Para el colmo de los males, ahora resulta que las nuevas generaciones de la sociedad de la información y del conocimiento se están quedando sin palabras. La velocidad, lo efímero y rápido, la urgencia y la superficialidad, la banalidad y otros elementos de una “modernidad líquida” como diría Zygmunt Bauman, o del espectáculo a juicio de Mario Vargas Llosa, conducen a que más y más personas abandonen la riqueza del lenguaje, del escuchar, hablar, leer y escribir, y adopten la forma cada vez más extendida de, mediante un teléfono “inteligente”, comunicarse mediante frases muy cortas y palabras recortadas, con uso de imágenes elementales.

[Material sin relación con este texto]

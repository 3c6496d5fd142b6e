//! Deterministic stand-ins for the chat model and embedding service.

#![allow(dead_code)]

use std::path::{Path, PathBuf};
use std::sync::Arc;
use std::sync::atomic::{AtomicUsize, Ordering};

use async_trait::async_trait;
use cdss_graph::{FALLBACK, GuidelineContext, GuidelineGraph};
use cdss_model::{ChatModel, CompletionRequest, ResponseFormat};
use cdss_rag::{DocumentCompressor, LlmChainExtractor, RagConfig, SearchResult};

pub use cdss_rag::testing::BagOfWordsEmbedder;

pub const GUIDELINE: &str = "2022 AHA/ACC/HFSA Guideline for the Management of Heart Failure\n\n\
Introduction. This guideline provides recommendations for the prevention, diagnosis and \
treatment of heart failure in adults.\x0c\
Stages of Heart Failure\n\n\
Stage A (At Risk for HF): patients with hypertension, diabetes or obesity without symptoms \
or structural heart disease.\n\n\
Stage B (Pre-HF): no symptoms but structural heart disease or elevated filling pressures.\n\n\
Stage C (Symptomatic HF): structural heart disease with current or previous symptoms of HF.\n\n\
Stage D (Advanced HF): marked HF symptoms that interfere with daily life and recurrent \
hospitalizations.\x0c\
Pharmacological Treatment for HFrEF\n\n\
In patients with HFrEF, an ARNi is recommended to reduce morbidity and mortality. Beta \
blockers, MRA and SGLT2i are also recommended.";

/// A chat model that plays all three roles from the prompt shape:
///
/// - JSON mode: classifies queries mentioning heart failure terms as medical
/// - extraction prompt: returns the first sentence mentioning a stage
/// - generation prompt: echoes the excerpts on one line, or the fallback
pub struct ScriptedModel {
    label: Option<&'static str>,
    classify_calls: AtomicUsize,
    compress_calls: AtomicUsize,
    generate_calls: AtomicUsize,
}

impl ScriptedModel {
    pub fn new() -> Self {
        Self {
            label: None,
            classify_calls: AtomicUsize::new(0),
            compress_calls: AtomicUsize::new(0),
            generate_calls: AtomicUsize::new(0),
        }
    }

    /// Always answer classification with `label`.
    pub fn with_label(label: &'static str) -> Self {
        Self { label: Some(label), ..Self::new() }
    }

    pub fn classify_calls(&self) -> usize {
        self.classify_calls.load(Ordering::SeqCst)
    }

    pub fn compress_calls(&self) -> usize {
        self.compress_calls.load(Ordering::SeqCst)
    }

    pub fn generate_calls(&self) -> usize {
        self.generate_calls.load(Ordering::SeqCst)
    }
}

fn between<'a>(text: &'a str, start: &str, end: &str) -> &'a str {
    let rest = text.split_once(start).map(|(_, rest)| rest).unwrap_or_default();
    rest.split_once(end).map(|(inner, _)| inner).unwrap_or(rest)
}

#[async_trait]
impl ChatModel for ScriptedModel {
    fn name(&self) -> &str {
        "scripted"
    }

    async fn complete(&self, request: CompletionRequest) -> cdss_model::Result<String> {
        let prompt = request.messages.last().map(|m| m.content.as_str()).unwrap_or_default();

        if request.response_format == ResponseFormat::JsonObject {
            self.classify_calls.fetch_add(1, Ordering::SeqCst);
            let query = between(prompt, "User query:\n", "\u{0}").to_lowercase();
            let label = self.label.unwrap_or_else(|| {
                let medical = ["heart", "hf", "stage", "cardio"].iter().any(|t| query.contains(t));
                if medical { "medical" } else { "general" }
            });
            return Ok(format!(r#"{{"intent": "{label}"}}"#));
        }

        if prompt.contains("Extracted relevant parts:") {
            self.compress_calls.fetch_add(1, Ordering::SeqCst);
            let context = between(prompt, ">>>\n", "\n>>>").trim();
            return Ok(context
                .split(". ")
                .find(|sentence| sentence.to_lowercase().contains("stage"))
                .unwrap_or("NO_OUTPUT")
                .to_string());
        }

        self.generate_calls.fetch_add(1, Ordering::SeqCst);
        let excerpts =
            between(prompt, "=== Relevant Guideline Excerpts ===\n", "\n\n=== Response ===").trim();
        if excerpts.is_empty() {
            return Ok(FALLBACK.to_string());
        }
        let flattened = excerpts.split_whitespace().collect::<Vec<_>>().join(" ");
        Ok(format!("  Per the guideline: {flattened}\n"))
    }
}

/// Drops every candidate.
pub struct DropAll;

#[async_trait]
impl DocumentCompressor for DropAll {
    async fn compress(
        &self,
        _query: &str,
        _results: Vec<SearchResult>,
    ) -> cdss_rag::Result<Vec<SearchResult>> {
        Ok(Vec::new())
    }
}

pub fn write_guideline(dir: &Path, name: &str, text: &str) -> PathBuf {
    let path = dir.join(name);
    std::fs::write(&path, text).expect("write fixture");
    path
}

pub struct Harness {
    pub model: Arc<ScriptedModel>,
    pub embedder: Arc<BagOfWordsEmbedder>,
    pub graph: GuidelineGraph,
    pub dir: tempfile::TempDir,
}

impl Harness {
    /// A graph whose compressor is the model-backed extractor.
    pub fn new(model: ScriptedModel) -> Self {
        let model = Arc::new(model);
        let compressor = Arc::new(LlmChainExtractor::new(model.clone(), 0.3));
        Self::with_compressor(model, compressor)
    }

    pub fn with_compressor(
        model: Arc<ScriptedModel>,
        compressor: Arc<dyn DocumentCompressor>,
    ) -> Self {
        let dir = tempfile::tempdir().expect("tempdir");
        let config = RagConfig::builder()
            .chunk_size(200)
            .chunk_overlap(40)
            .persist_dir(dir.path().join("index_db"))
            .build()
            .expect("valid config");
        let embedder = Arc::new(BagOfWordsEmbedder::new(128));
        let context = Arc::new(GuidelineContext::new(config, embedder.clone(), compressor));
        let graph = GuidelineGraph::new(model.clone(), context);
        Self { model, embedder, graph, dir }
    }

    pub fn guideline(&self) -> PathBuf {
        write_guideline(self.dir.path(), "hf_guideline.txt", GUIDELINE)
    }
}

El pasado sábado 23 de abril el mundo celebró el Día del Libro y del Idioma, en tiempos en que la lectura declina y los libros van dando paso a otras formas de lectura que privilegian el mensaje rápido y superficial, audiovisual y efímero. Y se están prendiendo las alarmas por las graves consecuencias que esto tiene para todo.
Sin palabras no existiera el cerebro, se atreve uno a decir, por los avances que tienen los estudios del cerebro humano, ese misterioso y complejo órgano que se encarga del comando general de todo el cuerpo, no sólo de su funcionamiento sino de lo que siente y piensa. Es la estructura más compleja y enigmática del universo, pues contiene más neuronas que las estrellas existentes en la galaxia, unos ochenta mil millones, todas en dinámicas y sorprendentes conexiones llamadas sinapsis. Y es flexible, dinámico y evoluciona de conformidad con los estímulos que le envía su dueño, a través de sus cinco sentidos.
No es igual un cerebro ricamente estimulado que uno que recibe escasa información, que es la principal forma de activar ese órgano milagroso. Por eso se dice que lo que permitió el gran desarrollo cerebral del ser humano fue la palabra, pues como todos los animales el humano primitivo veía, escuchaba y sentía, pero al poder expresar esas experiencias con el lenguaje hablado, el cerebro experimentó unos cambios exponenciales que condujeron a ese ser inteligente que es la persona humana.
El escuchar adecuadamente no es fácil si uno no tiene tiempo. Tampoco hablar, ni leer y mucho menos escribir, que son las cuatro habilidades del lenguaje. Si no hay lugar y tiempo para lenguajear, que es como conceptualizó el sabio Humberto Maturana, al proceso de conversar con el otro en la convivencia, en el respeto, en el ponerse en su lugar, un proceso cotidiano de escuchar, hablar, leer y escribir, no nos hacemos humanos. Así de sencillo.
Sin palabras nos deshumanizamos. Sin saber escuchar dejamos de ser personas humanas. Si saber hablar dejamos de ser personas humanas. Sin saber leer dejamos de ser personas humanas. Si saber escribir dejamos de ser personas humanas. Eso debemos entenderlo.
Pero hay más. Si el escuchar se convierte en un acto de oír palabras tóxicas, soeces, dañinas, chismosas, falsas y que no agregan valor a lo positivo del ser humano, a sus virtudes, el proceso es perverso. Si lo que hablamos es igualmente tóxico, o lo que leemos y escribimos, entonces el lenguaje destruye, no agrega valor a lo humano. En cambio, si lo que escuchamos en grato, rico y placentero, así como lo que hablamos, leemos y escribimos, entonces nuestra condición humana crece en calidad y con ello la humanidad.
Las cuantiosas y complejas sinapsis del cerebro responden a los estímulos que les demos. Si les damos cosas buenas responderán a la bondad, si les damos malas responderán a la maldad. Todo eso se resume en la sentencia bíblica de Lucas 6:45 “…de la abundancia del corazón habla la boca”.
Por ello se prenden las alarmas en esta sociedad de la información y del conocimiento que parece alejarse de la sabiduría. Aparecen iniciativas para ir más y más al aprendizaje del escuchar, del hablar, del leer y el escribir. Vemos cómo en las escuelas de los lugares donde se concentra la producción de las nuevas tecnologías digitales, los hijos de los dueños de las grandes firmas se forman de la manera analógica tradicional. Las escuelas francesas regresan a los dictados donde se aprende a escuchar y a escribir, a las exposiciones en clase donde se aprende a hablar, a las tareas para aprender a escribir.
Bienvenidas estas iniciativas, pero la sociedad de la información parece ir cada vez más hacia un lenguaje basado en el uso de los emoticones, y con ello, repitiendo a Vargas Llosa, a una sociedad de macilentos.